|Undergrad Catalog StKate.edu|
Program Option: B.A.
Sociology is the study of human social behavior through examination of interpersonal relationships and social structures. It combines scientific and humanistic perspectives to understand culture, deviance, the family, gender roles, bureaucracy - in fact, any facet of life that involves others.
Sociology is an empowering discipline, giving its students useful intellectual tools for their personal as well as public lives. As a sociology major, you will graduate with valuable skills in three important areas: communication (especially written), data collection and analysis, and an understanding of social and organizational structure.
A sociology major prepares you for a variety of careers, in business, demography, law, human services, urban planning, public health, criminal justice, government service and many other areas. Many students continue their education in graduate school or in law or other professions. Recent sociology majors have pursued careers as a director of information and technology, as a legal assistant specializing in immigration law, as a freelance website writer and community project coordinator, as a college professor and as a juvenile correctional worker. If you are interested in teaching sociology in the secondary schools, we recommend you pursue a social studies major.
You are encouraged to investigate career possibilities through internships, and many sociology majors complete an off-campus internship as part of their course work. Internship sites vary greatly, depending on your area of interest. Recent students have interned with the Minnesota AIDS Project, Jane Addams School Neighborhood House, Chrysalis, Hennepin County Juvenile Center, the Minnesota House of Representatives and Minnesota Jobs with Peace. Many students interested in pursuing a career in law intern in law offices as undergraduates.

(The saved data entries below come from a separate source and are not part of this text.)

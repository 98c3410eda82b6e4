//! CLI command implementations

use anyhow::{Context, Result};
use std::io::Read;
use std::path::{Path, PathBuf};

use crate::analysis::{ActionItems, AnalysisResult, Analyzer};
use crate::cli::args::ConfigCommand;
use crate::cli::SAMPLE_TRANSCRIPT;
use crate::config::Settings;
use crate::llm;
use crate::ScribeError;

/// Analyze a transcript read from a file or stdin
pub async fn analyze_transcript(
    settings: &Settings,
    file: Option<PathBuf>,
    json: bool,
) -> Result<()> {
    let transcript = read_transcript(file.as_deref())?;
    if transcript.trim().is_empty() {
        return Err(ScribeError::Validation("Transcript is empty".to_string()).into());
    }

    run_analysis(settings, &transcript, json).await
}

/// Analyze the built-in sample meeting
pub async fn run_demo(settings: &Settings, json: bool) -> Result<()> {
    if !json {
        println!("Processing sample transcript with Gemini...");
        println!();
    }
    run_analysis(settings, SAMPLE_TRANSCRIPT, json).await
}

/// Run the HTTP API
pub async fn serve(settings: &Settings, host: Option<String>, port: Option<u16>) -> Result<()> {
    let mut settings = settings.clone();
    if let Some(host) = host {
        settings.server.host = host;
    }
    if let Some(port) = port {
        settings.server.port = port;
    }

    let analyzer = build_analyzer(&settings)?;
    crate::server::run(&settings, analyzer).await
}

/// Handle config subcommands
pub fn config_command(settings: &Settings, cmd: ConfigCommand) -> Result<()> {
    match cmd {
        ConfigCommand::Show => {
            let mut shown = settings.clone();
            if !shown.llm.api_key.is_empty() {
                shown.llm.api_key = "********".to_string();
            }
            let toml = toml::to_string_pretty(&shown)?;
            println!("{}", toml);
        }
        ConfigCommand::Path => {
            let path = Settings::config_path()?;
            println!("{}", path.display());
        }
        ConfigCommand::Init { force } => {
            let path = Settings::config_path()?;
            if path.exists() && !force {
                anyhow::bail!(
                    "Config file already exists at {}. Use --force to overwrite.",
                    path.display()
                );
            }
            Settings::write_default(&path)?;
            println!("Configuration initialized at: {}", path.display());
        }
    }

    Ok(())
}

// Helper functions

fn build_analyzer(settings: &Settings) -> Result<Analyzer> {
    let provider = llm::initialize(settings)?;
    Ok(Analyzer::new(provider, settings.call_timeout()))
}

async fn run_analysis(settings: &Settings, transcript: &str, json: bool) -> Result<()> {
    let analyzer = build_analyzer(settings)?;
    let result = analyzer.analyze(transcript).await?;

    if json {
        println!("{}", serde_json::to_string_pretty(&result)?);
    } else {
        print!("{}", render_result(&result));
    }

    Ok(())
}

fn read_transcript(file: Option<&Path>) -> Result<String> {
    match file {
        Some(path) if path != Path::new("-") => std::fs::read_to_string(path)
            .with_context(|| format!("Failed to read transcript: {}", path.display())),
        _ => {
            let mut transcript = String::new();
            std::io::stdin()
                .read_to_string(&mut transcript)
                .context("Failed to read transcript from stdin")?;
            Ok(transcript)
        }
    }
}

fn render_result(result: &AnalysisResult) -> String {
    let rule = "-".repeat(30);
    let mut output = String::new();

    output.push_str("Executive Summary\n");
    output.push_str(&format!("{}\n{}\n\n", rule, result.summary.trim()));

    output.push_str("Key Decisions\n");
    output.push_str(&format!("{}\n{}\n\n", rule, result.decisions.trim()));

    output.push_str("Action Items\n");
    output.push_str(&format!("{}\n", rule));
    match &result.action_items {
        ActionItems::Items(items) if items.is_empty() => {
            output.push_str("(none)\n");
        }
        ActionItems::Items(items) => {
            for (i, item) in items.iter().enumerate() {
                output.push_str(&format!(
                    "{}. {} (owner: {}, deadline: {})\n",
                    i + 1,
                    item.task,
                    item.owner,
                    item.deadline
                ));
            }
        }
        ActionItems::Error(payload) => {
            output.push_str(&format!("Error: {}\n", payload.error));
            if let Some(raw) = &payload.raw_response {
                output.push_str(&format!("Raw response from model:\n{}\n", raw));
            }
        }
    }

    output
}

St. Kate's sociology faculty members are excellent teachers who also have a broad range of expertise and research interests, including specialties in deviance and inequality, the sociology of war and peace and the sociology of medicine.

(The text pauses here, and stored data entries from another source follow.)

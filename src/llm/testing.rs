//! Deterministic provider used by unit tests.

use std::collections::HashMap;
use std::sync::atomic::{AtomicUsize, Ordering};
use std::time::Duration;

use anyhow::Result;
use async_trait::async_trait;

use crate::llm::client::{AnalysisTask, GenerationRequest, LlmProvider};

pub(crate) enum StubReply {
    Text(String),
    Fail(String),
    Hang,
}

/// Answers each task with a canned reply and counts calls.
pub(crate) struct StubProvider {
    replies: HashMap<AnalysisTask, StubReply>,
    calls: AtomicUsize,
}

impl StubProvider {
    /// A provider that answers every task successfully.
    pub(crate) fn new() -> Self {
        let mut replies = HashMap::new();
        replies.insert(
            AnalysisTask::Summary,
            StubReply::Text("The team agreed on the login redesign.".to_string()),
        );
        replies.insert(
            AnalysisTask::Decisions,
            StubReply::Text("1. Use the single-column layout.".to_string()),
        );
        replies.insert(
            AnalysisTask::ActionItems,
            StubReply::Text(
                r#"[{"task":"Final assets","owner":"Chloe","deadline":"Wednesday EOD"}]"#
                    .to_string(),
            ),
        );
        Self {
            replies,
            calls: AtomicUsize::new(0),
        }
    }

    pub(crate) fn with(mut self, task: AnalysisTask, reply: StubReply) -> Self {
        self.replies.insert(task, reply);
        self
    }

    pub(crate) fn calls(&self) -> usize {
        self.calls.load(Ordering::SeqCst)
    }
}

#[async_trait]
impl LlmProvider for StubProvider {
    async fn generate(&self, request: GenerationRequest<'_>) -> Result<String> {
        self.calls.fetch_add(1, Ordering::SeqCst);
        match self.replies.get(&request.task) {
            Some(StubReply::Text(text)) => Ok(text.clone()),
            Some(StubReply::Fail(message)) => Err(anyhow::anyhow!("{}", message)),
            Some(StubReply::Hang) => {
                tokio::time::sleep(Duration::from_secs(3600)).await;
                anyhow::bail!("stub woke up")
            }
            None => anyhow::bail!("no stub reply for {}", request.task),
        }
    }
}
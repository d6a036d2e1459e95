// SPDX-License-Identifier: MIT

//! JWT authentication middleware.
//!
//! Sign-in flows live elsewhere; this service only needs a verified user
//! identity so upload and link ownership can be enforced.

use crate::AppState;
use axum::{
    extract::{Request, State},
    http::{header, StatusCode},
    middleware::Next,
    response::Response,
};
use axum_extra::extract::cookie::CookieJar;
use jsonwebtoken::{decode, Algorithm, DecodingKey, Validation};
use serde::{Deserialize, Serialize};
use std::sync::Arc;

/// Session cookie name.
const SESSION_COOKIE: &str = "trainlink_token";

/// JWT claims structure.
#[derive(Debug, Serialize, Deserialize, Clone)]
pub struct Claims {
    /// Subject (user ID)
    pub sub: String,
    /// Expiration time (Unix timestamp)
    pub exp: usize,
    /// Issued at (Unix timestamp)
    pub iat: usize,
}

/// Authenticated user extracted from JWT.
#[derive(Debug, Clone)]
pub struct AuthUser {
    pub user_id: String,
}

/// Middleware that requires valid JWT authentication.
pub async fn require_auth(
    State(state): State<Arc<AppState>>,
    jar: CookieJar,
    mut request: Request,
    next: Next,
) -> Result<Response, StatusCode> {
    // Try cookie first, then header
    let token = if let Some(cookie) = jar.get(SESSION_COOKIE) {
        cookie.value().to_string()
    } else {
        let auth_header = request
            .headers()
            .get(header::AUTHORIZATION)
            .and_then(|h| h.to_str().ok());

        match auth_header {
            Some(h) if h.starts_with("Bearer ") => h[7..].to_string(),
            _ => return Err(StatusCode::UNAUTHORIZED),
        }
    };

    let key = DecodingKey::from_secret(&state.config.jwt_signing_key);
    let validation = Validation::new(Algorithm::HS256);

    let token_data =
        decode::<Claims>(&token, &key, &validation).map_err(|_| StatusCode::UNAUTHORIZED)?;

    if token_data.claims.sub.is_empty() {
        return Err(StatusCode::UNAUTHORIZED);
    }

    let auth_user = AuthUser {
        user_id: token_data.claims.sub,
    };
    request.extensions_mut().insert(auth_user);

    Ok(next.run(request).await)
}

/// Create a JWT for a user session.
pub fn create_jwt(user_id: &str, signing_key: &[u8]) -> anyhow::Result<String> {
    use jsonwebtoken::{encode, EncodingKey, Header};
    use std::time::{SystemTime, UNIX_EPOCH};

    let now = SystemTime::now().duration_since(UNIX_EPOCH)?.as_secs() as usize;

    let claims = Claims {
        sub: user_id.to_string(),
        iat: now,
        exp: now + 30 * 24 * 60 * 60, // 30 days
    };

    Ok(encode(
        &Header::new(Algorithm::HS256),
        &claims,
        &EncodingKey::from_secret(signing_key),
    )?)
}
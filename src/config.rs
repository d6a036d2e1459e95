// SPDX-License-Identifier: MIT

//! Application configuration loaded from environment variables.
//!
//! Secrets are injected as environment variables by the deployment
//! platform and read once at startup.

use std::env;

/// Maximum accepted upload size in bytes (20 MiB).
pub const MAX_UPLOAD_BYTES: usize = 20 * 1024 * 1024;

/// Application configuration, loaded once at startup.
#[derive(Debug, Clone)]
pub struct Config {
    /// Frontend URL for CORS
    pub frontend_url: String,
    /// GCP project ID
    pub gcp_project_id: String,
    /// Server port
    pub port: u16,
    /// JWT signing key for session tokens (raw bytes)
    pub jwt_signing_key: Vec<u8>,
}

impl Config {
    /// Load configuration from environment variables.
    pub fn from_env() -> Result<Self, ConfigError> {
        dotenvy::dotenv().ok(); // Load .env file if present

        Ok(Self {
            frontend_url: env::var("FRONTEND_URL")
                .unwrap_or_else(|_| "http://localhost:5173".to_string()),
            gcp_project_id: env::var("GCP_PROJECT_ID").unwrap_or_else(|_| "local-dev".to_string()),
            port: env::var("PORT")
                .unwrap_or_else(|_| "8080".to_string())
                .parse()
                .unwrap_or(8080),
            jwt_signing_key: env::var("JWT_SIGNING_KEY")
                .map_err(|_| ConfigError::Missing("JWT_SIGNING_KEY"))?
                .into_bytes(),
        })
    }

    /// Default config for tests only.
    pub fn test_default() -> Self {
        Self {
            frontend_url: "http://localhost:5173".to_string(),
            gcp_project_id: "test-project".to_string(),
            port: 8080,
            jwt_signing_key: b"test_jwt_key_32_bytes_minimum!!".to_vec(),
        }
    }
}

/// Configuration errors
#[derive(Debug, thiserror::Error)]
pub enum ConfigError {
    #[error("Missing required environment variable: {0}")]
    Missing(&'static str),
}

See also: Education - Social Studies with Grades 5-12 Teaching Licensure (for those interested in teaching sociology in secondary schools)
Eight courses (32 credits) in sociology, including:
SOCI 1000 Principles and Concepts of Sociology
SOCI 2100 Research Methods in Sociology
SOCI 3700 Social Theory
Required supporting courses :
An approved course in statistics, such as PSYC 2050 Statistical Methods in Psychology, or ECON 2200 Statistical Analysis for the Social Sciences, or ECON 2250 Statistical Analysis for Decision Making, or MATH 1080 Statistical Analysis
Recommended supplementary course work:
Sociology international study, independent study, internship or research
Courses in history, political science, psychology and women's studies
The Sociology Department extends departmental honors to those graduating majors who earn a 3.67 grade point average in sociology courses.
Membership in Alpha Kappa Delta, the international sociology honor society, is offered to students who meet the following criteria (extracted from the AKD Handbook , Article III, Section 3):
1. Must be an officially declared sociology major or demonstrate a serious interest in sociology within an official program of the host institution.
2. Must be at least a junior (third year) by standards of the host institution.
3. Must have accumulated the equivalent of an overall GPA of 3.0 (by a four point scale where: A=4, B=3, C=2, D=1, F=0) and rank in the top 35% of their class in general scholarship
4. Must have maintained the equivalent of a 3.0 GPA in sociology courses taken at the host institution prior to initiation.
5. Must have completed at least four regular courses in sociology prior to initiation (exclusive of extension or courses graded pass/fail).
Sociology majors satisfy the Writing Requirement for Majors by completing SOCI 3700. You complete the Liberal Arts and Sciences Core Writing Requirement with three other writing-intensive courses (CORE 1000 or 2000, CORE 3990 and another writing-intensive course in another department).